借地権を生前贈与するなら抑えておきたいこと
借地権を生前贈与する場合、抑えておきたい3点があります。
- 地主の承諾・名義書換料が必要になる
- 多額の贈与税がかかる可能性が高い
- 特別受益とみなされる可能性がある
それぞれの点について、順番に見ていきましょう。
1.地主の承諾・名義書換料が必要になる
借地権の相続であれば、地主の承諾も不要なので、承諾料や名義書換料も必要ありません。
しかし、借地権の生前贈与は、第三者への譲渡と同じように取り扱われます。
たとえ、親子間の譲渡であっても、地主への承諾が必要ですし、承諾料や名義書換料も必要になります。
そして、借地上の建物の名義変更をすると、基本的には借地権も一緒に譲渡されます。
知らなかったとしても、地主の承諾なく建物の名義変更を行うと借地契約を解除される恐れがあるため注意してください。
2.多額の贈与税がかかる可能性が高い
贈与税は基礎控除額が110万円で、税額が控除される特例がほとんどなく、税率も相続税に比べて高いです。
生前贈与すると、想像以上に多額な贈与税を課せられる可能性があり、贈与を受けた方の負担にもなります。
そのため、以下の点をしっかりと確認しておくことをおすすめします。
- 事前にどれくらいの贈与税がかかることになりそうか
- 納税に必要なだけのお金を受贈者は準備できるのか
- それほどの税金を納めてまで生前贈与する必要があるのか
3.特別受益とみなされる恐れがある
借地権の生前贈与があると、相続が発生したときに特別受益とみなされる可能性が高いです。
特別受益とは、相続人が相続発生前に、亡くなった方から「特別」に「利益を受けている」ことです。
特別受益があった場合、普通に相続財産を分配すると不公平が生まれます。
法定相続人はAさん、Bさん、Cさんの3人で、Aさんが借地権の生前贈与を受けていました。
もし、普通に相続財産を分配すると、それぞれ1,000万円ずつです。
しかし、Aさんは1,000万円分の生前贈与を受けていたので、実質2,000万円分のお金を相続したとも考えられます。
そこで、不公平をなくすために、特別受益を受けた方がいる場合、贈与された価格も相続財産と合算してみなして、相続財産として分配します。
具体的には、次のように計算します。
2.みなし相続財産価額 × 法定相続割合 = 本来の相続価額
3.本来の相続価額-贈与価額 = 相続分の価額
先ほどの例で考えると、特別受益を受けた方の相続分の価額は
【(3,000万円 + 1,000万円) ÷ 3 - 1,000万円 = 約333万円】となります。

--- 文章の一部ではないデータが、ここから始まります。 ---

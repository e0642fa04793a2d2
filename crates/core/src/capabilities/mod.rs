//! Capability negotiation between config contexts and implementations
//!
//! Applications describe what they need as one or more [`ConfigContext`]s,
//! each a sparse set of typed property constraints addressed by path. Every
//! candidate implementation reports an [`ImplDescription`]. [`validate`]
//! accepts the candidate only if it satisfies every context, and returns the
//! [`SpecialConfig`] values the caller uses to finish initialization.
//!
//! # Features
//!
//! - **Property paths**: the dotted path vocabulary applications use, resolved
//!   to a closed [`PropertyId`] set
//! - **Owned contexts**: pointer-typed values (ranges, strings) are copied in
//! - **Flattening**: nested decoder/encoder/filter trees become flat records
//! - **Matching**: exact integers, range subsumption, token subsumption
//!
//! # Example
//!
//! ```rust
//! use mediadispatch_core::capabilities::{
//!     constants::codec, validate, ConfigContext, ImplDescription, LibraryKind, Variant,
//! };
//!
//! let mut cfg = ConfigContext::new();
//! cfg.set_filter_property(
//!     "mfxImplDescription.mfxDecoderDescription.decoder.CodecID",
//!     Variant::U32(codec::HEVC),
//! )
//! .unwrap();
//!
//! // a description without decoders cannot satisfy a decoder constraint
//! let desc = ImplDescription::default();
//! assert!(validate(&desc, None, &[cfg], LibraryKind::Vpl).is_err());
//! ```

// Property schema and typed values
pub mod constraints;

// Well-known codec, format and mode values
pub mod constants;

// Path -> property id
pub mod resolver;

// Caller-built constraint sets
pub mod context;

// Implementation self-descriptions
pub mod description;

// Nested description trees -> flat records
pub mod flatten;

// Device id string grammar
pub mod device_id;

// Context vs description checks
pub mod validation;

// Multi-context driver
pub mod negotiation;

pub use constraints::{
    DeviceHandle, PropertyCategory, PropertyId, PropertyValue, PtrData, Range32U, ScalarType,
    ValueKind, Variant, PROPERTY_COUNT,
};

pub use context::ConfigContext;

pub use description::{
    ApiVersion, DecCodec, DecMemDesc, DecProfile, DecoderDescription, DeviceDescription,
    EncCodec, EncMemDesc, EncProfile, EncoderDescription, ImplDescription, ImplementedFunctions,
    VppDescription, VppFilter, VppFormat, VppMemDesc,
};

pub use device_id::{parse_device_id, DeviceId};

pub use flatten::{DecodeConfig, EncodeConfig, FilterConfig, FlatDescriptions};

pub use negotiation::{validate, LibraryKind, SpecialConfig};

pub use resolver::resolve_property;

ただし、このような分配のされ方は本意ではない場合は「持戻し免除の意思表示」を遺言などで明示的に残しておくことが重要です。
また、遺留分については持戻し免除は適用されないなど様々な規定があります。
このように、借地権を生前贈与するときには注意点が多いため、弁護士などの専門家と相談しながら手続きを進めるようにしましょう。
まとめ
借地権は贈与税の課税対象なので、贈与を受けると多額の税負担となる恐れがあります。
贈与税は自己申告ですが、過少申告や無申告だった場合に税務署から指摘されたときの罰則も重いです。
借地権の相続税評価額を正しく算出する必要もあるので、借地権の贈与を受けたときには、借地権に詳しい弁護士などに相談するようにしましょう。
また、生前贈与をするときにも、期待する結果が得られるように不動産業者などの専門家に相談することをおすすめします。